When Seeking Equitable Outcomes, Words Matter

I’ve been recently helping some wonderful people with various projects related to development and entrepreneurialism in the global south and specifically on the African subcontinent. A recent back-and-forth I had regarding the use of language really elevated a point that I think it’s worth sharing in our ongoing quest to be as equitable and inclusive in our missions as we can.

This exchange also reminded me of something I’d discussed with members of my women’s cohort back in the spring; in that case, it was around the word “empower.” Now for many people that sounds like a wonderful word: empower. You are giving people the power to do something important useful, or significant to them their cause or community.

However, let’s break it down from the point of view of decolonialist and equitable thinking. “Empower” implies that one party has the power and is imparting that power to another party — ostensibly through the goodness of their heart and their (praiseworthy) generosity.

No One is Saying You Don’t Mean Well

The trickiness of empowerment is always on my mind. I just completed a site visit with a development team for a community-based organization serving elderly people with housing instability (that reminder that philanthropy and citizen action are also needed right here in our own backyards) and we also grappled with this concept behind the origin of “charity” – which we get into at length in my course.
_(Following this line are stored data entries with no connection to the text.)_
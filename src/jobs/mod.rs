//! External batch jobs: listing discovery and review scraping
//!
//! The [`JobProvider`] trait is the boundary to the crawling service. The
//! [`JobPoller`] drives a started job to a terminal state on a fixed
//! schedule, and [`ApifyProvider`] is the production implementation.

mod apify;
mod poller;

pub use apify::ApifyProvider;
pub use poller::{format_elapsed, JobPoller, PollSchedule, ProgressBand};

use crate::error::Result;
use crate::model::{JobHandle, RawRecord};
use async_trait::async_trait;
use serde::{Deserialize, Serialize};
use std::time::Duration;

/// Status of an external job as reported by the provider
#[derive(Debug, Clone, PartialEq, Eq)]
pub enum JobStatus {
    Running,
    Succeeded,
    /// Provider-supplied failure message
    Failed(String),
}

/// How aggressively the listing search crawls
#[derive(Debug, Clone, Copy, PartialEq, Eq, Default, Serialize, Deserialize)]
#[serde(rename_all = "lowercase")]
pub enum DiscoveryMode {
    #[default]
    Balanced,
    /// Crawls 50% more listings than requested
    Aggressive,
}

impl DiscoveryMode {
    pub fn parse(s: &str) -> Option<Self> {
        match s {
            "balanced" => Some(DiscoveryMode::Balanced),
            "aggressive" => Some(DiscoveryMode::Aggressive),
            _ => None,
        }
    }
}

/// Input for the listing search job
#[derive(Debug, Clone, PartialEq)]
pub struct DiscoveryRequest {
    pub query: String,
    /// Empty, "world", "italy", or free text
    pub location_hint: String,
    pub max_results: u32,
    pub mode: DiscoveryMode,
    pub skip_closed: bool,
}

impl DiscoveryRequest {
    /// Search string sent to the crawler
    pub fn search_string(&self) -> String {
        let location = self.location_hint.trim();
        match location.to_lowercase().as_str() {
            "" | "world" => self.query.clone(),
            "italy" => format!("{} in Italy", self.query),
            _ => format!("{} in {}", self.query, location),
        }
    }

    /// Country code restriction, only set for Italy-wide searches
    pub fn country_code(&self) -> Option<&'static str> {
        (self.location_hint.trim().eq_ignore_ascii_case("italy")).then_some("it")
    }

    /// Listing budget after applying the search mode
    pub fn crawl_budget(&self) -> u32 {
        match self.mode {
            DiscoveryMode::Balanced => self.max_results,
            DiscoveryMode::Aggressive => (self.max_results as f64 * 1.5).round() as u32,
        }
    }
}

/// Input for the review scrape job
#[derive(Debug, Clone, PartialEq)]
pub struct ScrapeRequest {
    pub urls: Vec<String>,
    pub max_reviews_per_place: u32,
}

/// Boundary to the external crawling service
#[async_trait]
pub trait JobProvider: Send + Sync {
    /// Start the listing search job
    async fn start_discovery(&self, request: &DiscoveryRequest) -> Result<JobHandle>;

    /// Start the review scrape job scoped to the given place URLs
    async fn start_scrape(&self, request: &ScrapeRequest) -> Result<JobHandle>;

    /// Current status of a job
    async fn job_status(&self, handle: &JobHandle) -> Result<JobStatus>;

    /// Full result set of a succeeded job
    async fn fetch_results(&self, handle: &JobHandle) -> Result<Vec<RawRecord>>;
}

/// Suspension point between poll ticks
///
/// Injected so tests can simulate polling cycles without real delay.
#[async_trait]
pub trait Sleeper: Send + Sync {
    async fn sleep(&self, duration: Duration);
}

/// Sleeper backed by the tokio timer
#[derive(Debug, Clone, Copy, Default)]
pub struct TokioSleeper;

#[async_trait]
impl Sleeper for TokioSleeper {
    async fn sleep(&self, duration: Duration) {
        tokio::time::sleep(duration).await;
    }
}

#[cfg(test)]
mod tests {
    use super::*;

    fn request(location: &str, mode: DiscoveryMode) -> DiscoveryRequest {
        DiscoveryRequest {
            query: "Caffè Nero".to_string(),
            location_hint: location.to_string(),
            max_results: 50,
            mode,
            skip_closed: false,
        }
    }

    #[test]
    fn test_search_string_by_location() {
        assert_eq!(request("", DiscoveryMode::Balanced).search_string(), "Caffè Nero");
        assert_eq!(request("world", DiscoveryMode::Balanced).search_string(), "Caffè Nero");
        assert_eq!(
            request("italy", DiscoveryMode::Balanced).search_string(),
            "Caffè Nero in Italy"
        );
        assert_eq!(
            request("Milano", DiscoveryMode::Balanced).search_string(),
            "Caffè Nero in Milano"
        );
    }

    #[test]
    fn test_country_code_only_for_italy() {
        assert_eq!(request("italy", DiscoveryMode::Balanced).country_code(), Some("it"));
        assert_eq!(request("Milano", DiscoveryMode::Balanced).country_code(), None);
    }

    #[test]
    fn test_aggressive_budget() {
        assert_eq!(request("", DiscoveryMode::Balanced).crawl_budget(), 50);
        assert_eq!(request("", DiscoveryMode::Aggressive).crawl_budget(), 75);

        let mut odd = request("", DiscoveryMode::Aggressive);
        odd.max_results = 5;
        assert_eq!(odd.crawl_budget(), 8);
    }
}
Without veering too far off track, the gist of both of these conversations is: when navigating across power, resourcing, and especially capital flows, one must be vigilant. The road from wanting to do good to minimizing or even infantilizing the “other” can be a short hop. And part of my advisory work is just supporting our joint efforts to steer clear of mindsets and situations that create distance and hierarchy. We have seen this a lot recently around paternalistic, patriarchal “promises” to protect women “whether we like it or not.”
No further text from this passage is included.